Taro Yamamoto (October 29, 1919 – June 12, 1994) belonged to the New York School Abstract Expressionist artists whose artistic innovation by the 1950s had been recognized across the Atlantic, including Paris.

Biography
Yamamoto was born October 29, 1919, in Hollywood, California.  He lived in Japan from age six to age nineteen.  Yamamoto served in the U.S. Army during World War II, from November 7, 1941, to February 23, 1946.

Yamamoto studied:  1949 at the Santa Monica City College; 1950–1952 at The Art Students League of New York, under Yasuo Kuniyoshi, Morris Kantor, Byron Browne and Vaclav Vytlacil; 1951–1953 at the Hans Hofmann School of Fine Arts in New York City.

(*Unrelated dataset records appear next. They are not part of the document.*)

//! Module and connector configuration
//!
//! A connector is built from a map of module name to [`ModuleConfig`]. The
//! types deserialize from JSON so deployments can keep them in a file; code
//! can use the builder methods instead.

use super::database_types::DatabaseType;
use super::error::{DatabaseError, Result};
use serde::{Deserialize, Serialize};
use std::collections::BTreeMap;
use std::path::{Path, PathBuf};
use std::time::Duration;

/// Client-side TLS files for a module
#[derive(Debug, Clone, Default, PartialEq, Eq, Serialize, Deserialize)]
pub struct TlsMaterial {
    /// CA certificate (PEM) used to verify the server
    #[serde(default)]
    pub ca: Option<PathBuf>,
    /// Client private key (PEM)
    #[serde(default)]
    pub key: Option<PathBuf>,
    /// Client certificate chain (PEM)
    #[serde(default)]
    pub cert: Option<PathBuf>,
}

/// TLS setting: a plain switch or explicit material
#[derive(Debug, Clone, PartialEq, Eq, Serialize, Deserialize)]
#[serde(untagged)]
pub enum SslConfig {
    Enabled(bool),
    Material(TlsMaterial),
}

impl Default for SslConfig {
    fn default() -> Self {
        SslConfig::Enabled(false)
    }
}

impl SslConfig {
    pub fn is_enabled(&self) -> bool {
        !matches!(self, SslConfig::Enabled(false))
    }

    pub fn material(&self) -> Option<&TlsMaterial> {
        match self {
            SslConfig::Material(material) => Some(material),
            SslConfig::Enabled(_) => None,
        }
    }
}

/// Connection settings for one module. Immutable once a connector is built.
#[derive(Clone, Default, PartialEq, Eq, Serialize, Deserialize)]
pub struct ModuleConfig {
    #[serde(default)]
    pub driver: DatabaseType,
    #[serde(default)]
    pub host: Option<String>,
    #[serde(default)]
    pub port: Option<u16>,
    #[serde(default)]
    pub user: Option<String>,
    #[serde(default)]
    pub password: Option<String>,
    /// Database name, or the file path for SQLite
    #[serde(default)]
    pub database: Option<String>,
    #[serde(default)]
    pub ssl: SslConfig,
}

impl std::fmt::Debug for ModuleConfig {
    fn fmt(&self, f: &mut std::fmt::Formatter<'_>) -> std::fmt::Result {
        f.debug_struct("ModuleConfig")
            .field("driver", &self.driver)
            .field("host", &self.host)
            .field("port", &self.port)
            .field("user", &self.user)
            .field("password", &self.password.as_ref().map(|_| "***"))
            .field("database", &self.database)
            .field("ssl", &self.ssl)
            .finish()
    }
}

impl ModuleConfig {
    /// Create a new module configuration for the given driver
    pub fn new(driver: DatabaseType) -> Self {
        Self {
            driver,
            ..Default::default()
        }
    }

    /// SQLite module backed by the file at `path`
    pub fn sqlite(path: impl AsRef<Path>) -> Self {
        Self::new(DatabaseType::Sqlite).database(path.as_ref().to_string_lossy())
    }

    /// Set the database host
    pub fn host<S: Into<String>>(mut self, host: S) -> Self {
        self.host = Some(host.into());
        self
    }

    /// Set the database port
    pub fn port(mut self, port: u16) -> Self {
        self.port = Some(port);
        self
    }

    /// Set the user name
    pub fn user<S: Into<String>>(mut self, user: S) -> Self {
        self.user = Some(user.into());
        self
    }

    /// Set the password
    pub fn password<S: Into<String>>(mut self, password: S) -> Self {
        self.password = Some(password.into());
        self
    }

    /// Set the database name (file path for SQLite)
    pub fn database<S: Into<String>>(mut self, database: S) -> Self {
        self.database = Some(database.into());
        self
    }

    /// Set the TLS configuration
    pub fn ssl(mut self, ssl: SslConfig) -> Self {
        self.ssl = ssl;
        self
    }

    /// Port after applying the driver default
    pub fn effective_port(&self) -> Option<u16> {
        self.port.or_else(|| self.driver.default_port())
    }

    /// Connection target for logs and error messages, without the password
    pub fn redacted_url(&self) -> String {
        match self.driver {
            DatabaseType::Sqlite => format!(
                "sqlite://{}",
                self.database.as_deref().unwrap_or(":memory:")
            ),
            driver => {
                let user = self
                    .user
                    .as_deref()
                    .map(|u| format!("{}@", u))
                    .unwrap_or_default();
                let port = self
                    .effective_port()
                    .map(|p| format!(":{}", p))
                    .unwrap_or_default();
                format!(
                    "{}://{}{}{}/{}",
                    driver,
                    user,
                    self.host.as_deref().unwrap_or("localhost"),
                    port,
                    self.database.as_deref().unwrap_or("")
                )
            }
        }
    }

    /// Check that the module can be turned into a pool
    pub fn validate(&self, module: &str) -> Result<()> {
        if !self.driver.is_enabled() {
            return Err(DatabaseError::unsupported(format!(
                "module '{}' uses driver '{}' but the '{}' feature is not enabled",
                module,
                self.driver,
                self.driver.feature_name()
            )));
        }

        if self.driver.is_networked() {
            if self.host.as_deref().map_or(true, |h| h.trim().is_empty()) {
                return Err(DatabaseError::config(format!(
                    "module '{}' has no host",
                    module
                )));
            }
        } else if self.database.as_deref().map_or(true, |d| d.trim().is_empty()) {
            return Err(DatabaseError::config(format!(
                "module '{}' has no database path",
                module
            )));
        }

        Ok(())
    }
}

/// Serde helper storing durations as milliseconds
mod millis {
    use serde::{Deserialize, Deserializer, Serializer};
    use std::time::Duration;

    pub fn serialize<S: Serializer>(value: &Duration, serializer: S) -> Result<S::Ok, S::Error> {
        serializer.serialize_u64(u64::try_from(value.as_millis()).unwrap_or(u64::MAX))
    }

    pub fn deserialize<'de, D: Deserializer<'de>>(deserializer: D) -> Result<Duration, D::Error> {
        u64::deserialize(deserializer).map(Duration::from_millis)
    }
}

/// Pool sizing and timeouts applied to every module
#[derive(Debug, Clone, PartialEq, Eq, Serialize, Deserialize)]
#[serde(default)]
pub struct PoolSettings {
    /// Maximum number of connections per module pool
    pub max_size: usize,
    /// How long an acquire may wait before reporting pool exhaustion
    #[serde(rename = "acquire_timeout_ms", with = "millis")]
    pub acquire_timeout: Duration,
    /// Upper bound for a single driver call (query, begin, commit, rollback)
    #[serde(rename = "operation_timeout_ms", with = "millis")]
    pub operation_timeout: Duration,
}

impl Default for PoolSettings {
    fn default() -> Self {
        Self {
            max_size: 16,
            acquire_timeout: Duration::from_secs(5),
            operation_timeout: Duration::from_secs(30),
        }
    }
}

impl PoolSettings {
    /// Set maximum pool size
    pub fn with_max_size(mut self, size: usize) -> Self {
        self.max_size = size;
        self
    }

    /// Set connection acquisition timeout
    pub fn with_acquire_timeout(mut self, timeout: Duration) -> Self {
        self.acquire_timeout = timeout;
        self
    }

    /// Set driver operation timeout
    pub fn with_operation_timeout(mut self, timeout: Duration) -> Self {
        self.operation_timeout = timeout;
        self
    }
}

/// Everything a connector is constructed from
#[derive(Debug, Clone, Default, PartialEq, Eq, Serialize, Deserialize)]
pub struct ConnectorConfig {
    pub modules: BTreeMap<String, ModuleConfig>,
    #[serde(default)]
    pub pool: PoolSettings,
    /// Reject queries and transactions until `init()` has succeeded
    #[serde(default)]
    pub require_init_before_query: bool,
}

impl ConnectorConfig {
    pub fn new() -> Self {
        Self::default()
    }

    /// Add or replace a module
    pub fn module(mut self, name: impl Into<String>, config: ModuleConfig) -> Self {
        self.modules.insert(name.into(), config);
        self
    }

    pub fn with_pool(mut self, pool: PoolSettings) -> Self {
        self.pool = pool;
        self
    }

    pub fn require_init(mut self, required: bool) -> Self {
        self.require_init_before_query = required;
        self
    }

    /// Parse a JSON document
    pub fn from_json_str(json: &str) -> Result<Self> {
        Ok(serde_json::from_str(json)?)
    }

    /// Read and parse a JSON file
    pub fn from_json_file(path: impl AsRef<Path>) -> Result<Self> {
        let text = std::fs::read_to_string(path)?;
        Self::from_json_str(&text)
    }

    /// Connector-level checks. Per-module problems are reported by
    /// [`ModuleConfig::validate`] when pools are created.
    pub fn validate(&self) -> Result<()> {
        if self.modules.is_empty() {
            return Err(DatabaseError::config("no modules configured"));
        }
        if let Some(name) = self.modules.keys().find(|name| name.trim().is_empty()) {
            return Err(DatabaseError::config(format!(
                "invalid module name '{}'",
                name
            )));
        }
        if self.pool.max_size == 0 {
            return Err(DatabaseError::config("pool max_size must be at least 1"));
        }
        Ok(())
    }
}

Yamamoto in 1952 won the John Sloan Memorial Fellowship at The Art Students League of New York. In 1953, under the Edward G. McDowell Traveling Fellowship went to Europe.

He married Gwynneth Cotton, a naturalized English woman, in 1955, and they lived in Wellfleet, Massachusetts. They were active at the Universalist Church of Provincetown.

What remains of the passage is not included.